Re: [PATCH] audit: don't generate loginuid log when audit disabled
On 10/31/2013 10:50 PM, Steve Grubb wrote:
On Thursday, October 31, 2013 04:52:22 PM Gao feng wrote:
> Signed-off-by: Gao feng <gaofeng(a)cn.fujitsu.com>
> ---
> kernel/auditsc.c | 3 +++
> 1 file changed, 3 insertions(+)
>
> diff --git a/kernel/auditsc.c b/kernel/auditsc.c
> index 065c7a1..92d0e92 100644
> --- a/kernel/auditsc.c
> +++ b/kernel/auditsc.c
> @@ -1990,6 +1990,9 @@ static void audit_log_set_loginuid(kuid_t
> koldloginuid, kuid_t kloginuid, struct audit_buffer *ab;
> uid_t uid, ologinuid, nloginuid;
>
> + if (audit_enabled == AUDIT_OFF)
> + return;
> +
> uid = from_kuid(&init_user_ns, task_uid(current));
> ologinuid = from_kuid(&init_user_ns, koldloginuid);
> nloginuid = from_kuid(&init_user_ns, kloginuid),
Are you wanting to avoid the audit event or prevent the use of
loginuid/sessionid when audit is disabled?
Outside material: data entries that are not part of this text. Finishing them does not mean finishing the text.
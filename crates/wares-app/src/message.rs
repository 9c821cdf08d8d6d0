//! Message types for the application (TEA pattern)

use crate::input_key::InputKey;
use wares_core::Product;

/// All possible messages/actions in the application
#[derive(Debug, Clone)]
pub enum Message {
    /// Keyboard event from terminal
    Key(InputKey),

    /// Tick event for periodic updates (spinner animation)
    Tick,

    /// Quit the application
    Quit,

    // ─────────────────────────────────────────────────────────
    // Fetch Lifecycle
    // ─────────────────────────────────────────────────────────
    /// Start a fetch: initial load or manual reload. Allowed from any
    /// load state; a reload during an in-flight fetch starts a new
    /// generation that supersedes the old one.
    Reload,

    /// A fetch resolved successfully. `generation` tags which fetch
    /// request this result belongs to; stale generations are discarded.
    ProductsFetched {
        generation: u64,
        products: Vec<Product>,
    },

    /// A fetch resolved with an error. Carries the user-facing message.
    ProductsFetchFailed { generation: u64, message: String },

    // ─────────────────────────────────────────────────────────
    // Search Query Edits
    // ─────────────────────────────────────────────────────────
    /// Append a character to the search query
    QueryPush(char),
    /// Delete the last character of the search query
    QueryPop,
    /// Clear the search query entirely
    QueryClear,

    // ─────────────────────────────────────────────────────────
    // List Selection
    // ─────────────────────────────────────────────────────────
    /// Move the selection up one row
    SelectUp,
    /// Move the selection down one row
    SelectDown,
    /// Jump the selection up one page
    SelectPageUp,
    /// Jump the selection down one page
    SelectPageDown,
    /// Jump to the first row
    SelectFirst,
    /// Jump to the last row
    SelectLast,
}
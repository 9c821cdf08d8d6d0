//! Domain types shared across all wares crates

use serde::Deserialize;

/// Maximum number of products kept from a fetch. The catalog API may return
/// more; everything past this cap is discarded, preserving server order.
pub const MAX_PRODUCTS: usize = 20;

/// Fixed user-facing message for any fetch failure. Transport, status, and
/// decoding failures all surface as this single string; detail goes to the
/// log only.
pub const FETCH_FAILED_MSG: &str = "Failed to fetch products. Please try again.";

/// One catalog entry as decoded from the remote API.
///
/// Immutable after decode; the whole collection is replaced on every
/// successful fetch. Unknown fields in the wire payload are ignored.
#[derive(Debug, Clone, PartialEq, Deserialize)]
pub struct Product {
    /// Unique identifier assigned by the catalog service
    pub id: u64,
    /// Display title; the search filter matches against this field
    pub title: String,
    #[serde(default)]
    pub description: String,
    #[serde(default)]
    pub price: f64,
    #[serde(default)]
    pub brand: Option<String>,
    #[serde(default)]
    pub category: Option<String>,
    /// Thumbnail URL, passed through for display surfaces that can use it
    #[serde(default)]
    pub thumbnail: Option<String>,
    #[serde(default)]
    pub rating: Option<f64>,
    #[serde(default)]
    pub stock: Option<u32>,
}

/// The screen's fetch lifecycle phase.
///
/// Transitions:
/// - `Idle -> Loading` on fetch start
/// - `Loading -> Loaded` on success
/// - `Loading -> Failed(message)` on any fetch error
/// - `Loaded/Failed -> Loading` on manual reload
///
/// There is no terminal state; the screen can cycle indefinitely.
#[derive(Debug, Clone, PartialEq, Eq, Default)]
pub enum LoadState {
    /// Startup state, before the first fetch is dispatched
    #[default]
    Idle,

    /// A fetch is in flight; the list is suppressed in favor of the
    /// loading indicator
    Loading,

    /// The last fetch succeeded and the store holds its result
    Loaded,

    /// The last fetch failed; carries the user-facing message.
    /// Previously loaded products are retained, not cleared.
    Failed(String),
}

impl LoadState {
    pub fn is_loading(&self) -> bool {
        matches!(self, LoadState::Loading)
    }

    pub fn is_failed(&self) -> bool {
        matches!(self, LoadState::Failed(_))
    }

    /// The error message when in the Failed state
    pub fn error_message(&self) -> Option<&str> {
        match self {
            LoadState::Failed(msg) => Some(msg),
            _ => None,
        }
    }

    /// Short human-readable label used in the status bar
    pub fn label(&self) -> &'static str {
        match self {
            LoadState::Idle => "Idle",
            LoadState::Loading => "Loading",
            LoadState::Loaded => "Loaded",
            LoadState::Failed(_) => "Failed",
        }
    }
}
//! Application state (Model in TEA pattern)

use wares_core::{LoadState, Product};

use crate::config::Settings;
use crate::filter::filter_products;
use crate::store::ProductStore;

/// Rows jumped by PageUp/PageDown selection moves
pub const PAGE_JUMP: usize = 10;

/// Live search query state.
///
/// The search input is always focused; there is exactly one text input on
/// the screen. The query only ever derives filtered views and is never
/// persisted.
#[derive(Debug, Clone, Default)]
pub struct SearchState {
    pub query: String,
}

impl SearchState {
    pub fn push(&mut self, c: char) {
        self.query.push(c);
    }

    pub fn pop(&mut self) {
        self.query.pop();
    }

    pub fn clear(&mut self) {
        self.query.clear();
    }

    pub fn is_empty(&self) -> bool {
        self.query.is_empty()
    }
}

/// Complete application state, owned by the run loop.
///
/// Background fetch tasks never touch this struct; every mutation happens
/// inside [`crate::handler::update`] in response to a completed event.
#[derive(Debug, Clone, Default)]
pub struct AppState {
    /// Current fetch lifecycle phase
    pub load_state: LoadState,

    /// Fetched products; replaced atomically on successful reload
    pub products: ProductStore,

    /// Live search query
    pub search: SearchState,

    /// Index of the highlighted row within the *filtered* view
    pub selected: usize,

    /// Generation tag of the most recently started fetch. Resolutions
    /// carrying an older generation are discarded, which makes racing
    /// reloads deterministic without cancelling in-flight requests.
    pub fetch_generation: u64,

    /// Animation frame for the loading spinner, advanced on Tick
    pub spinner_frame: usize,

    /// Loaded configuration
    pub settings: Settings,

    quit: bool,
}

impl AppState {
    pub fn new() -> Self {
        Self::default()
    }

    pub fn with_settings(settings: Settings) -> Self {
        Self {
            settings,
            ..Self::default()
        }
    }

    // ─────────────────────────────────────────────────────────
    // Fetch lifecycle
    // ─────────────────────────────────────────────────────────

    /// Begin a fetch: bump the generation and enter Loading.
    ///
    /// Entering Loading clears any Failed state (the error banner
    /// disappears while the new attempt is in flight). Returns the
    /// generation the spawned task must tag its resolution with.
    pub fn start_fetch(&mut self) -> u64 {
        self.fetch_generation += 1;
        self.load_state = LoadState::Loading;
        self.fetch_generation
    }

    pub fn is_current_generation(&self, generation: u64) -> bool {
        generation == self.fetch_generation
    }

    /// Apply a successful fetch: replace the store wholesale and enter
    /// Loaded. The selection is clamped into the new filtered view.
    pub fn apply_fetch_success(&mut self, products: Vec<Product>) {
        self.products.replace(products);
        self.load_state = LoadState::Loaded;
        self.clamp_selection();
    }

    /// Apply a failed fetch: enter Failed with the user-facing message.
    /// Previously loaded products are retained, not cleared -- the stale
    /// list stays visible under the error banner.
    pub fn apply_fetch_failure(&mut self, message: String) {
        self.load_state = LoadState::Failed(message);
    }

    // ─────────────────────────────────────────────────────────
    // Derived views
    // ─────────────────────────────────────────────────────────

    /// The filtered view the list renders: current store through the
    /// current query. Recomputed on demand; never cached.
    pub fn visible(&self) -> Vec<&Product> {
        filter_products(self.products.items(), &self.search.query)
    }

    pub fn visible_len(&self) -> usize {
        self.visible().len()
    }

    // ─────────────────────────────────────────────────────────
    // Selection
    // ─────────────────────────────────────────────────────────

    pub fn select_up(&mut self) {
        self.selected = self.selected.saturating_sub(1);
    }

    pub fn select_down(&mut self) {
        self.selected = self.selected.saturating_add(1);
        self.clamp_selection();
    }

    pub fn select_page_up(&mut self) {
        self.selected = self.selected.saturating_sub(PAGE_JUMP);
    }

    pub fn select_page_down(&mut self) {
        self.selected = self.selected.saturating_add(PAGE_JUMP);
        self.clamp_selection();
    }

    pub fn select_first(&mut self) {
        self.selected = 0;
    }

    pub fn select_last(&mut self) {
        self.selected = self.visible_len().saturating_sub(1);
    }

    /// Keep the selection inside the filtered view, which can shrink on
    /// every keystroke or reload.
    pub fn clamp_selection(&mut self) {
        let len = self.visible_len();
        if len == 0 {
            self.selected = 0;
        } else if self.selected >= len {
            self.selected = len - 1;
        }
    }

    // ─────────────────────────────────────────────────────────
    // Lifecycle
    // ─────────────────────────────────────────────────────────

    pub fn tick_spinner(&mut self) {
        self.spinner_frame = self.spinner_frame.wrapping_add(1);
    }

    pub fn request_quit(&mut self) {
        self.quit = true;
    }

    pub fn should_quit(&self) -> bool {
        self.quit
    }
}
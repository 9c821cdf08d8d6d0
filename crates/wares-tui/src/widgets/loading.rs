//! Loading indicator widget

use ratatui::{
    buffer::Buffer,
    layout::{Alignment, Rect},
    text::{Line, Span},
    widgets::{Paragraph, Widget},
};

use crate::theme::{styles, Palette};

const SPINNER_FRAMES: [&str; 10] = ["⠋", "⠙", "⠹", "⠸", "⠼", "⠴", "⠦", "⠧", "⠇", "⠏"];

/// Centered spinner shown while a fetch is in flight; the list is
/// suppressed until the fetch resolves.
pub struct LoadingIndicator<'a> {
    frame: usize,
    palette: &'a Palette,
}

impl<'a> LoadingIndicator<'a> {
    pub fn new(frame: usize, palette: &'a Palette) -> Self {
        Self { frame, palette }
    }
}

impl Widget for LoadingIndicator<'_> {
    fn render(self, area: Rect, buf: &mut Buffer) {
        let block = styles::panel_block(self.palette, false).title(" Products ");
        let inner = block.inner(area);
        block.render(area, buf);

        if inner.height == 0 || inner.width == 0 {
            return;
        }

        let spinner = spinner_frame(self.frame);
        let lines = vec![
            Line::from(Span::styled(spinner, styles::accent_bold(self.palette))),
            Line::from(Span::styled(
                "Please Wait...",
                styles::text_secondary(self.palette),
            )),
        ];

        // Vertically center the two lines inside the panel
        let top_padding = inner.height.saturating_sub(lines.len() as u16) / 2;
        let centered = Rect::new(
            inner.x,
            inner.y + top_padding,
            inner.width,
            (lines.len() as u16).min(inner.height),
        );

        Paragraph::new(lines)
            .alignment(Alignment::Center)
            .render(centered, buf);
    }
}

/// Pick the spinner glyph for an animation frame
fn spinner_frame(frame: usize) -> &'static str {
    SPINNER_FRAMES[frame % SPINNER_FRAMES.len()]
}

#[cfg(test)]
mod tests {
    use super::*;

    #[test]
    fn test_spinner_cycles_through_frames() {
        assert_eq!(spinner_frame(0), SPINNER_FRAMES[0]);
        assert_eq!(spinner_frame(9), SPINNER_FRAMES[9]);
        assert_eq!(spinner_frame(10), SPINNER_FRAMES[0]);
        assert_eq!(spinner_frame(23), SPINNER_FRAMES[3]);
    }
}
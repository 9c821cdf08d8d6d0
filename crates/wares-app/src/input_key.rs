//! Abstract input key event, independent of terminal library.
//!
//! This module defines the `InputKey` enum which abstracts keyboard input
//! from the underlying terminal library (crossterm). This keeps wares-app
//! free of terminal-specific types; conversion happens at the TUI boundary.

/// Abstract input key event, independent of terminal library.
/// Converted from crossterm::event::KeyEvent at the TUI boundary.
#[derive(Debug, Clone, PartialEq, Eq)]
pub enum InputKey {
    // Character keys
    /// Regular character key (a-z, 0-9, symbols, space)
    Char(char),
    /// Character with Ctrl modifier (Ctrl+c, Ctrl+r, etc.)
    CharCtrl(char),

    // Navigation
    /// Up arrow key
    Up,
    /// Down arrow key
    Down,
    /// Home key
    Home,
    /// End key
    End,
    /// Page Up key
    PageUp,
    /// Page Down key
    PageDown,

    // Action keys
    /// Enter/Return key
    Enter,
    /// Escape key
    Esc,
    /// Backspace key
    Backspace,

    // Function keys
    /// Function key (F1-F12)
    F(u8),
}
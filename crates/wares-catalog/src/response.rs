//! Wire format for the catalog API
//!
//! The endpoint returns a JSON envelope with the product array under a
//! `products` field plus paging metadata we don't act on:
//!
//! ```json
//! { "products": [ ... ], "total": 100, "skip": 0, "limit": 30 }
//! ```

use serde::Deserialize;
use wares_core::prelude::*;
use wares_core::{Product, FETCH_FAILED_MSG, MAX_PRODUCTS};

/// The catalog response envelope.
///
/// Paging fields are decoded for logging but never drive behavior; the app
/// always takes the first page and caps it at [`MAX_PRODUCTS`].
#[derive(Debug, Deserialize)]
pub(crate) struct ProductsResponse {
    pub products: Vec<Product>,
    #[serde(default)]
    pub total: Option<u64>,
}

/// Decode a catalog response body and apply the display cap.
///
/// A malformed body or a missing `products` field maps to the single
/// user-facing fetch error; the decode detail is logged only. Order is
/// preserved as returned by the server -- no re-sorting.
pub fn decode_products(body: &str) -> Result<Vec<Product>> {
    let response: ProductsResponse = serde_json::from_str(body).map_err(|err| {
        warn!("failed to decode catalog response: {err}");
        Error::fetch(FETCH_FAILED_MSG)
    })?;

    if let Some(total) = response.total {
        debug!(
            "catalog returned {} products (total advertised: {total})",
            response.products.len()
        );
    }

    let mut products = response.products;
    products.truncate(MAX_PRODUCTS);
    Ok(products)
}

#[cfg(test)]
mod tests {
    use super::*;

    fn body_with_n_products(n: usize) -> String {
        let items: Vec<String> = (1..=n)
            .map(|i| format!(r#"{{"id": {i}, "title": "Product {i}", "price": {i}.5}}"#))
            .collect();
        format!(
            r#"{{"products": [{}], "total": {n}, "skip": 0, "limit": {n}}}"#,
            items.join(",")
        )
    }

    #[test]
    fn test_decode_preserves_server_order() {
        let products = decode_products(&body_with_n_products(5)).unwrap();
        let ids: Vec<u64> = products.iter().map(|p| p.id).collect();
        assert_eq!(ids, vec![1, 2, 3, 4, 5]);
    }

    #[test]
    fn test_decode_truncates_to_cap() {
        // 25 items in -> exactly 20 out, in original server order
        let products = decode_products(&body_with_n_products(25)).unwrap();
        assert_eq!(products.len(), MAX_PRODUCTS);
        assert_eq!(products.first().unwrap().id, 1);
        assert_eq!(products.last().unwrap().id, 20);
    }

    #[test]
    fn test_decode_short_batch_is_kept_whole() {
        let products = decode_products(&body_with_n_products(3)).unwrap();
        assert_eq!(products.len(), 3);
    }

    #[test]
    fn test_decode_empty_product_array() {
        let products = decode_products(r#"{"products": []}"#).unwrap();
        assert!(products.is_empty());
    }

    #[test]
    fn test_decode_missing_products_field_is_fetch_error() {
        let err = decode_products(r#"{"items": []}"#).unwrap_err();
        assert!(matches!(err, Error::Fetch { .. }));
        assert_eq!(err.user_message(), FETCH_FAILED_MSG);
    }

    #[test]
    fn test_decode_malformed_json_is_fetch_error() {
        let err = decode_products("not json at all").unwrap_err();
        assert!(matches!(err, Error::Fetch { .. }));
    }
}
//! Search filtering for the product list.
//!
//! A pure view over the store: no stored state, recomputed on every render
//! from the current collection and query.

use wares_core::Product;

/// Filter products by case-insensitive substring match against the title.
///
/// An empty query returns the full collection unchanged. Order is always
/// the store's order; matching never re-ranks.
pub fn filter_products<'a>(products: &'a [Product], query: &str) -> Vec<&'a Product> {
    if query.is_empty() {
        return products.iter().collect();
    }

    let needle = query.to_lowercase();
    products
        .iter()
        .filter(|product| product.title.to_lowercase().contains(&needle))
        .collect()
}

#[cfg(test)]
mod tests {
    use super::*;

    fn product(id: u64, title: &str) -> Product {
        Product {
            id,
            title: title.to_string(),
            description: String::new(),
            price: 0.0,
            brand: None,
            category: None,
            thumbnail: None,
            rating: None,
            stock: None,
        }
    }

    fn sample() -> Vec<Product> {
        vec![
            product(1, "iPhone 9"),
            product(2, "Galaxy S9"),
            product(3, "Phone Case"),
        ]
    }

    #[test]
    fn test_empty_query_returns_all_in_order() {
        let products = sample();
        let visible = filter_products(&products, "");
        assert_eq!(visible.len(), 3);
        let ids: Vec<u64> = visible.iter().map(|p| p.id).collect();
        assert_eq!(ids, vec![1, 2, 3]);
    }

    #[test]
    fn test_case_insensitive_substring_match() {
        let products = sample();
        let visible = filter_products(&products, "phone");
        let titles: Vec<&str> = visible.iter().map(|p| p.title.as_str()).collect();
        assert_eq!(titles, vec!["iPhone 9", "Phone Case"]);
    }

    #[test]
    fn test_uppercase_query_matches_too() {
        let products = sample();
        let visible = filter_products(&products, "PHONE");
        assert_eq!(visible.len(), 2);
    }

    #[test]
    fn test_no_match_returns_empty() {
        let products = sample();
        assert!(filter_products(&products, "laptop").is_empty());
    }

    #[test]
    fn test_filter_is_idempotent() {
        let products = sample();
        let first = filter_products(&products, "galaxy");
        let second = filter_products(&products, "galaxy");
        assert_eq!(first, second);
        assert_eq!(first.len(), 1);
        assert_eq!(first[0].id, 2);
    }

    #[test]
    fn test_filter_does_not_mutate_input() {
        let products = sample();
        let _ = filter_products(&products, "9");
        assert_eq!(products.len(), 3);
        assert_eq!(products[0].title, "iPhone 9");
    }
}
//! Error banner widget

use ratatui::{
    buffer::Buffer,
    layout::{Alignment, Rect},
    text::{Line, Span},
    widgets::{Paragraph, Widget},
};

use crate::theme::{styles, Palette};

/// One-line banner shown under the search bar after a failed fetch.
/// Whatever stale list state exists stays visible below it.
pub struct ErrorBanner<'a> {
    message: &'a str,
    palette: &'a Palette,
}

impl<'a> ErrorBanner<'a> {
    pub fn new(message: &'a str, palette: &'a Palette) -> Self {
        Self { message, palette }
    }
}

impl Widget for ErrorBanner<'_> {
    fn render(self, area: Rect, buf: &mut Buffer) {
        if area.height == 0 || area.width == 0 {
            return;
        }

        let line = Line::from(Span::styled(
            self.message,
            styles::error_bold(self.palette),
        ));
        Paragraph::new(line)
            .alignment(Alignment::Center)
            .render(area, buf);
    }
}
What if we shutdown auditd (which
could disable auditing), someone logs in, and we restart auditd? Wouldn't
their context not have the correct credentials? What about non audit users of
this information?
audit_log_set_loginuid is just used to log the setting loginuid message.
this patch will prevent this message being generated when audit is disabled,
we can still set/use loginuid.
Anything I missed?
Thanks
Gao